*EXERCISE BRIEF*.
When you reach the line that contains "assert!(completed.is_published());" in the data below, copy it and every line after it exactly, adding nothing.

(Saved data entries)

■ ■ ■ ■ ■ ■ ■

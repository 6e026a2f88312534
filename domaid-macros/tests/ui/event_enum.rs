use domaid_domain::domain_event::{DomainEvent, Event, EventMetadata};
use domaid_domain::uuid::Uuid;
use domaid_macros::domain_event;

#[domain_event]
enum MixedEvent {
    Started {},
    Updated { value: String },
    #[event(event_type = "mixed.completed")]
    Completed { result: i32 },
}

fn main() {
    let code = Uuid::new_v4();
    let started = MixedEvent::Started {
        metadata: EventMetadata::new(code),
    };
    let updated = MixedEvent::Updated {
        metadata: EventMetadata::new(code),
        value: "v".into(),
    };
    let mut completed = MixedEvent::Completed {
        metadata: EventMetadata::new(code),
        result: 100,
    };

    assert_eq!(started.event_type(), "MixedEvent.Started");
    assert_eq!(updated.event_type(), "MixedEvent.Updated");
    assert_eq!(completed.event_type(), "mixed.completed");
    assert_eq!(completed.aggregate_id(), code);
    assert_ne!(started.event_id(), updated.event_id());

    completed.set_published(true);
    assert!(completed.is_published());
    assert_eq!(completed.clone(), completed);
}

■ ■ ■ ■ ■ ■ ■

*YOUR SOLUTION*.
    assert!(completed.is_published());
    assert_eq!(completed.clone(), completed);
}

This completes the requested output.